Each kata, or group of kata, has an historical introduction, detailing the creation and history of each kata, highlighting the reasons behind the creation of each of our Shotokan Kata. If we take Wankan as an example, the introduction highlights any other names that the kata has been known as, as well as the area that the kata originated from. We are also introduced to unique elements of the kata, as well as a comparison between the Shotokan and Shito Ryu version of Wankan. This detail helps to colour in the personality of the kata, which is further enhanced in the incredibly detailed breakdown of the kata that follows.
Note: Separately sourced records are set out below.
#[cfg(test)]
mod tests {
    use super::*;
    use std::sync::atomic::{AtomicU32, Ordering};
    use std::sync::Arc;

    static TEST_DB_COUNTER: AtomicU32 = AtomicU32::new(0);

    /// Unique temp-file database per test (in-memory SQLite would give each
    /// pooled connection its own private database).
    fn temp_queue() -> (EventQueue, std::path::PathBuf) {
        let n = TEST_DB_COUNTER.fetch_add(1, Ordering::SeqCst);
        let path = std::env::temp_dir().join(format!(
            "claude-mem-queue-test-{}-{}.db",
            std::process::id(),
            n
        ));
        let _ = std::fs::remove_file(&path);
        let queue = EventQueue::open(&path).expect("open test queue");
        (queue, path)
    }

    fn sample_event(session_db_id: i64) -> NewToolEvent {
        NewToolEvent {
            session_db_id,
            content_session_id: "content-abc".to_string(),
            tool_name: "Read".to_string(),
            tool_input: Some(r#"{"path":"/x"}"#.to_string()),
            tool_response: Some(r#"{"ok":true}"#.to_string()),
            cwd: Some("/work".to_string()),
            prompt_number: Some(1),
            project: Some("demo".to_string()),
        }
    }

    #[test]
    fn test_insert_creates_pending_row() {
        let (queue, _path) = temp_queue();

        let id = queue.insert_event(sample_event(1)).unwrap();
        let row = queue.get_event(id).unwrap().unwrap();

        assert_eq!(row.status, EventStatus::Pending);
        assert_eq!(row.retry_count, 0);
        assert_eq!(row.tool_name, "Read");
        assert!(row.created_at_epoch > 0);
        assert_eq!(queue.event_stats().unwrap().pending, 1);
    }

    #[test]
    fn test_oversize_response_truncated_with_marker() {
        let (queue, _path) = temp_queue();

        let mut event = sample_event(1);
        event.tool_response = Some("x".repeat(100_000));
        let id = queue.insert_event(event).unwrap();

        let stored = queue.get_event(id).unwrap().unwrap().tool_response.unwrap();
        assert_eq!(stored.len(), TOOL_RESPONSE_CAP + TRUNCATION_MARKER.len());
        assert!(stored.ends_with(TRUNCATION_MARKER));
    }

    #[test]
    fn test_claim_flips_to_summarizing_oldest_first() {
        let (queue, _path) = temp_queue();

        let first = queue.insert_event(sample_event(1)).unwrap();
        let second = queue.insert_event(sample_event(2)).unwrap();
        queue.set_event_created_at(second, 1).unwrap(); // make it the oldest

        let claimed = queue.claim_events(1).unwrap();
        assert_eq!(claimed.len(), 1);
        assert_eq!(claimed[0].id, second);
        assert_eq!(claimed[0].status, EventStatus::Summarizing);

        // First row untouched
        let row = queue.get_event(first).unwrap().unwrap();
        assert_eq!(row.status, EventStatus::Pending);
    }

    #[test]
    fn test_claim_empty_queue_returns_nothing() {
        let (queue, _path) = temp_queue();
        assert!(queue.claim_events(10).unwrap().is_empty());
        assert!(queue.claim_summary_requests(10).unwrap().is_empty());
    }

    #[test]
    fn test_concurrent_claims_are_disjoint() {
        let (queue, _path) = temp_queue();
        for i in 0..100 {
            queue.insert_event(sample_event(i)).unwrap();
        }

        let queue = Arc::new(queue);
        let q1 = queue.clone();
        let q2 = queue.clone();
        let h1 = std::thread::spawn(move || q1.claim_events(10).unwrap());
        let h2 = std::thread::spawn(move || q2.claim_events(10).unwrap());
        let a = h1.join().unwrap();
        let b = h2.join().unwrap();

        assert_eq!(a.len(), 10);
        assert_eq!(b.len(), 10);
        let ids_a: std::collections::HashSet<i64> = a.iter().map(|e| e.id).collect();
        let ids_b: std::collections::HashSet<i64> = b.iter().map(|e| e.id).collect();
        assert!(ids_a.is_disjoint(&ids_b));
        assert_eq!(ids_a.len() + ids_b.len(), 20);
    }

    #[test]
    fn test_mark_completed_sets_observation_link() {
        let (queue, _path) = temp_queue();
        let id = queue.insert_event(sample_event(1)).unwrap();
        queue.claim_events(1).unwrap();

        queue.mark_event_completed(id, 77).unwrap();

        let row = queue.get_event(id).unwrap().unwrap();
        assert_eq!(row.status, EventStatus::Completed);
        assert_eq!(row.observation_id, Some(77));
        assert!(row.summarized_at_epoch.is_some());
    }

    #[test]
    fn test_retry_budget_terminates_in_failed() {
        let (queue, _path) = temp_queue();
        let id = queue.insert_event(sample_event(1)).unwrap();

        // Tick 1: claim + fail -> back to pending, retry 1
        queue.claim_events(1).unwrap();
        queue.mark_event_failed(id, "upstream 502").unwrap();
        let row = queue.get_event(id).unwrap().unwrap();
        assert_eq!(row.status, EventStatus::Pending);
        assert_eq!(row.retry_count, 1);

        // Tick 2
        queue.claim_events(1).unwrap();
        queue.mark_event_failed(id, "upstream 502").unwrap();
        let row = queue.get_event(id).unwrap().unwrap();
        assert_eq!(row.status, EventStatus::Pending);
        assert_eq!(row.retry_count, 2);

        // Tick 3: budget exhausted -> terminal
        queue.claim_events(1).unwrap();
        queue.mark_event_failed(id, "upstream 503").unwrap();
        let row = queue.get_event(id).unwrap().unwrap();
        assert_eq!(row.status, EventStatus::Failed);
        assert_eq!(row.retry_count, MAX_RETRIES);
        assert_eq!(row.error_message.as_deref(), Some("upstream 503"));

        // Tick 4: nothing left to claim
        assert!(queue.claim_events(1).unwrap().is_empty());
    }

    #[test]
    fn test_release_stuck_respects_threshold_and_retry_count() {
        let (queue, _path) = temp_queue();

        let stale = queue.insert_event(sample_event(1)).unwrap();
        let fresh = queue.insert_event(sample_event(2)).unwrap();
        queue.set_event_status(stale, EventStatus::Summarizing).unwrap();
        queue.set_event_status(fresh, EventStatus::Summarizing).unwrap();
        // Stale row started ten minutes ago
        queue
            .set_event_created_at(stale, now_epoch_ms() - 10 * 60 * 1000)
            .unwrap();

        let released = queue.release_stuck_events(5 * 60 * 1000).unwrap();
        assert_eq!(released, 1);

        let row = queue.get_event(stale).unwrap().unwrap();
        assert_eq!(row.status, EventStatus::Pending);
        assert_eq!(row.retry_count, 0);

        let row = queue.get_event(fresh).unwrap().unwrap();
        assert_eq!(row.status, EventStatus::Summarizing);
    }

    #[test]
    fn test_release_all_at_startup() {
        let (queue, _path) = temp_queue();
        let id = queue.insert_event(sample_event(1)).unwrap();
        queue.set_event_status(id, EventStatus::Summarizing).unwrap();

        // Threshold 0 releases everything regardless of age
        assert_eq!(queue.release_stuck_events(0).unwrap(), 1);
        assert_eq!(
            queue.get_event(id).unwrap().unwrap().status,
            EventStatus::Pending
        );
    }

    #[test]
    fn test_delete_completed_only_removes_old_terminal_rows() {
        let (queue, _path) = temp_queue();

        let done = queue.insert_event(sample_event(1)).unwrap();
        let live = queue.insert_event(sample_event(2)).unwrap();
        queue.claim_events(2).unwrap();
        queue.mark_event_completed(done, 1).unwrap();

        // Cutoff in the future: the completed row qualifies, the live one never does
        let removed = queue
            .delete_completed_events(now_epoch_ms() + 1000)
            .unwrap();
        assert_eq!(removed, 1);
        assert!(queue.get_event(done).unwrap().is_none());
        assert!(queue.get_event(live).unwrap().is_some());

        // Cutoff in the past removes nothing
        let id = queue.insert_event(sample_event(3)).unwrap();
        queue.claim_events(1).unwrap();
        queue.mark_event_completed(id, 2).unwrap();
        assert_eq!(queue.delete_completed_events(0).unwrap(), 0);
    }

    #[test]
    fn test_duplicate_summary_request_rejected() {
        let (queue, _path) = temp_queue();

        let request = NewSummaryRequest {
            session_db_id: 42,
            content_session_id: "content-abc".to_string(),
            memory_session_id: None,
            project: Some("demo".to_string()),
            user_prompt: Some("fix the bug".to_string()),
            last_assistant_message: Some("done".to_string()),
        };

        let id = queue.insert_summary_request(request.clone()).unwrap();

        let err = queue.insert_summary_request(request.clone()).unwrap_err();
        assert!(matches!(
            err,
            QueueError::DuplicatePending { session_db_id: 42 }
        ));

        // Once the first completes, a new request is accepted again
        queue.claim_summary_requests(1).unwrap();
        queue.mark_summary_completed(id, 9).unwrap();
        queue.insert_summary_request(request).unwrap();
    }

    #[test]
    fn test_summary_failure_budget() {
        let (queue, _path) = temp_queue();
        let id = queue
            .insert_summary_request(NewSummaryRequest {
                session_db_id: 7,
                content_session_id: "c".to_string(),
                memory_session_id: Some("mem-1".to_string()),
                project: None,
                user_prompt: None,
                last_assistant_message: None,
            })
            .unwrap();

        for attempt in 1..=MAX_RETRIES {
            queue.claim_summary_requests(1).unwrap();
            queue.mark_summary_failed(id, "timeout").unwrap();
            let row = queue.get_summary_request(id).unwrap().unwrap();
            assert_eq!(row.retry_count, attempt);
        }
        let row = queue.get_summary_request(id).unwrap().unwrap();
        assert_eq!(row.status, EventStatus::Failed);
    }

    #[test]
    fn test_stats_count_by_status() {
        let (queue, _path) = temp_queue();

        let a = queue.insert_event(sample_event(1)).unwrap();
        queue.insert_event(sample_event(2)).unwrap();
        queue.claim_events(1).unwrap();
        queue.mark_event_completed(a, 5).unwrap();

        let stats = queue.event_stats().unwrap();
        assert_eq!(stats.completed, 1);
        assert_eq!(stats.pending, 1);
        assert_eq!(stats.summarizing, 0);
        assert_eq!(stats.failed, 0);
    }
}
Each kata in the book is broken down into individual techniques, as well as individual transitions in some instances, with side view images where needed. What makes this book different though, is the addition of text explanation for every image. Quite often in kata books, there will be lovely images of how the technique should look in its finished form, but very little actual explanation of transition or intent. This book is different in this manner. Each photograph comes alongside a text explanation, as well as a key to help with the actual performance of the power and breathing within the kata. The detail provided for each kata is immense, and to be quite honest, if you are attempting to actually learn a kata from this book (which obviously is never recommended – go to a dojo!) you will find yourself quickly overwhelmed! For the detailed analysis or study of a kata, this is a fantastic book.  
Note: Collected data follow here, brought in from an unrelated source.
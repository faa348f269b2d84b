//! Parser for the model's XML-ish response format
//!
//! The summarization prompts ask the model to emit `<observation>` blocks
//! (and a single `<summary>` block for end-of-turn requests) with simple
//! named child tags. Real model output is messy - prose around the blocks,
//! missing optional tags, stray whitespace - so extraction is regex-based
//! and tolerant: anything that does not parse is simply skipped. Both entry
//! points are pure functions; producing zero results is a valid outcome,
//! never an error.

use crate::memory::{Observation, SessionSummary};
use regex::Regex;

/// Observation kinds the pipeline accepts. Unknown kinds are coerced to
/// "discovery" rather than dropped - a mislabeled observation is still
/// worth keeping.
pub const OBSERVATION_KINDS: &[&str] = &["discovery", "change", "decision", "problem", "fix"];

/// Extract observations from a model response.
///
/// `content_session_id` is only used for trace context; the parse itself is
/// position-independent and returns observations in document order.
pub fn parse_observations(text: &str, content_session_id: &str) -> Vec<Observation> {
    let block_re = block_regex("observation");
    let mut observations = Vec::new();

    for block in block_re.captures_iter(text) {
        let body = &block[1];

        // A block without a title carries nothing worth filing
        let Some(title) = tag_text(body, "title") else {
            tracing::debug!(
                content_session_id,
                "Skipping observation block without <title>"
            );
            continue;
        };

        let kind = tag_text(body, "type")
            .map(|t| t.to_lowercase())
            .filter(|t| OBSERVATION_KINDS.contains(&t.as_str()))
            .unwrap_or_else(|| "discovery".to_string());

        observations.push(Observation {
            kind,
            title,
            subtitle: tag_text(body, "subtitle"),
            facts: tag_list(body, "facts", "fact"),
            narrative: tag_text(body, "narrative"),
            concepts: tag_list(body, "concepts", "concept"),
            files_read: tag_list(body, "files_read", "file"),
            files_modified: tag_list(body, "files_modified", "file"),
        });
    }

    observations
}

/// Extract the session summary from a model response, if one is present.
///
/// Returns `None` when no `<summary>` block exists or the block is entirely
/// empty; the caller treats that as a materialization failure.
pub fn parse_summary(text: &str, session_db_id: i64) -> Option<SessionSummary> {
    let block_re = block_regex("summary");
    let body = match block_re.captures(text) {
        Some(block) => block[1].to_string(),
        None => {
            tracing::debug!(session_db_id, "No <summary> block in response");
            return None;
        }
    };

    let summary = SessionSummary {
        request: tag_text(&body, "request"),
        investigated: tag_text(&body, "investigated"),
        learned: tag_text(&body, "learned"),
        completed: tag_text(&body, "completed"),
        next_steps: tag_text(&body, "next_steps"),
        notes: tag_text(&body, "notes"),
    };

    // All-empty summaries are as useless as missing ones
    if summary.request.is_none()
        && summary.investigated.is_none()
        && summary.learned.is_none()
        && summary.completed.is_none()
        && summary.next_steps.is_none()
        && summary.notes.is_none()
    {
        return None;
    }

    Some(summary)
}

/// Regex matching `<tag>...</tag>` across lines, capture group 1 = body.
fn block_regex(tag: &str) -> Regex {
    Regex::new(&format!(r"(?s)<{tag}>(.*?)</{tag}>")).expect("static block pattern")
}

/// Text content of the first `<tag>` inside `body`, trimmed; empty → None.
fn tag_text(body: &str, tag: &str) -> Option<String> {
    let re = block_regex(tag);
    let text = re.captures(body)?[1].trim().to_string();
    if text.is_empty() {
        None
    } else {
        Some(text)
    }
}

/// All `<item>` entries inside the first `<outer>` of `body`.
fn tag_list(body: &str, outer: &str, item: &str) -> Vec<String> {
    let Some(outer_body) = tag_text(body, outer) else {
        return Vec::new();
    };
    block_regex(item)
        .captures_iter(&outer_body)
        .map(|c| c[1].trim().to_string())
        .filter(|s| !s.is_empty())
        .collect()
}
Those of you who are more observant will have noticed the introduction of the kata Koryu Gankaku in this book. This is a kata that is practised by SKIF and its members. Gankaku, was previously known as Chinto, or even before that, as Mukandi in Okinawa. Koryu Gankaku is the older form of this kata, and it’s unique features include a range of offensive and defensive techniques, and an unusual embusen. Just like every other kata in the book, this kata is broken down into individual techniques and transitions, and each photograph has a text explanation to accompany it. There are also a small number of technical analysis examples for bunkai after each kata, and this kata also benefits from this addition.
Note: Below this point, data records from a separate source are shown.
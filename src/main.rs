// claude-mem - Local memory capture for Claude Code
//
// Hooks POST raw tool events and end-of-turn summary requests to a loopback
// HTTP endpoint; this daemon captures them durably in SQLite and enriches
// them asynchronously into observations and session summaries via an LLM
// provider ("Raw First, Summarize Later").
//
// Architecture:
// - Intake server (axum): accepts hook payloads, one transactional write each
// - Event queue (SQLite): durable rows with a status-column lease
// - Workers (dedicated threads): claim batches, call the LLM, materialize
// - Process tracker + orphan reaper: keep agent subprocesses from leaking

mod cli;
mod config;
mod llm;
mod memory;
mod parser;
mod procs;
mod queue;
mod server;
mod util;
mod workers;

use anyhow::{Context, Result};
use config::Config;
use memory::SqliteMemoryStore;
use procs::{OrphanReaper, ProcessTracker};
use queue::EventQueue;
use std::sync::Arc;
use std::time::Duration;
use tracing_subscriber::{layer::SubscriberExt, util::SubscriberInitExt, EnvFilter};
use workers::{EventWorker, Mode, SummaryWorker};

#[tokio::main]
async fn main() -> Result<()> {
    // Handle CLI commands first; if one was handled, exit early
    if cli::handle_cli() {
        return Ok(());
    }

    // Ensure config template exists (helps users discover options)
    Config::ensure_config_exists();

    let config = Config::from_env();

    // Initialize tracing
    //
    // Precedence: RUST_LOG env var > config level > default "info".
    // File logging is opt-in; the guard must outlive main or buffered
    // lines are lost on shutdown.
    let default_filter = format!("claude_mem={}", config.logging.level);
    let filter = EnvFilter::try_from_default_env().unwrap_or_else(|_| default_filter.into());

    let _file_guard = if config.logging.file_enabled {
        let appender = tracing_appender::rolling::daily(&config.logging.file_dir, "claude-mem.log");
        let (writer, guard) = tracing_appender::non_blocking(appender);
        tracing_subscriber::registry()
            .with(filter)
            .with(tracing_subscriber::fmt::layer())
            .with(tracing_subscriber::fmt::layer().with_ansi(false).with_writer(writer))
            .init();
        Some(guard)
    } else {
        tracing_subscriber::registry()
            .with(filter)
            .with(tracing_subscriber::fmt::layer())
            .init();
        None
    };

    tracing::info!(version = config::VERSION, "claude-mem starting");
    tracing::info!(db = %config.db_path.display(), "Opening embedded store");

    // Storage: queue and memory tables share one database file
    let event_queue =
        Arc::new(EventQueue::open(&config.db_path).context("Failed to open event queue")?);
    let memory_store =
        Arc::new(SqliteMemoryStore::open(&config.db_path).context("Failed to open memory store")?);

    // One completion client shared by both workers
    let llm: Arc<dyn llm::CompletionClient> = Arc::from(llm::create_client(&config.llm));
    let mode = Mode::with_preamble(config.mode_preamble.clone());

    // Background workers
    let event_worker = EventWorker::start(
        config.event_worker.clone(),
        event_queue.clone(),
        memory_store.clone(),
        llm.clone(),
        mode.clone(),
    )
    .context("Failed to start event worker")?;

    let summary_worker = SummaryWorker::start(
        config.summary_worker.clone(),
        event_queue.clone(),
        memory_store.clone(),
        llm,
        mode,
    )
    .context("Failed to start summary worker")?;

    // Process supervision
    let tracker = Arc::new(ProcessTracker::new());
    let reaper = Arc::new(
        OrphanReaper::start(config.reaper.clone(), tracker.clone())
            .context("Failed to start orphan reaper")?,
    );

    // Intake server
    let (shutdown_tx, shutdown_rx) = tokio::sync::oneshot::channel();
    let state = server::AppState {
        queue: event_queue,
        memory: memory_store,
        tracker: tracker.clone(),
        reaper: reaper.clone(),
    };
    let server_handle = tokio::spawn(server::start_server(config.bind_addr, state, shutdown_rx));

    tracing::info!("claude-mem ready");

    // Run until interrupted
    tokio::signal::ctrl_c()
        .await
        .context("Failed to listen for ctrl-c")?;
    tracing::info!("Shutting down...");

    // Stop intake first so nothing new lands while workers drain
    let _ = shutdown_tx.send(());
    let _ = server_handle.await;

    // Workers finish their current tick; a live LLM call runs out its
    // deadline. Rows left in `summarizing` by a hard kill are released on
    // the next start.
    if let Err(e) = event_worker.shutdown() {
        tracing::warn!("Event worker shutdown: {}", e);
    }
    if let Err(e) = summary_worker.shutdown() {
        tracing::warn!("Summary worker shutdown: {}", e);
    }
    if let Err(e) = reaper.shutdown() {
        tracing::warn!("Orphan reaper shutdown: {}", e);
    }

    // Best-effort cleanup of any agent subprocesses still alive
    tracker.terminate_all(Duration::from_secs(5));

    tracing::info!("Shutdown complete");
    Ok(())
}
At the end of the book there is a detailed karate glossary which includes not only translations of some of the terminology found in the book, but explanations of these terms also.

All in all this is a fantastically detailed book, and even if you are not a member of SKIF and probably couldn’t reference this book as such, I would still highly recommend purchasing Karate – The Complete Kata. It is not only an opportunity to see legends such as Kanazawa demonstrating kata, but also includes such detail on the history and development of kata that everyone can take away something from this book. The introduction of Koryu Gankaku and its explanation is truly fascinating and makes this book original and unique.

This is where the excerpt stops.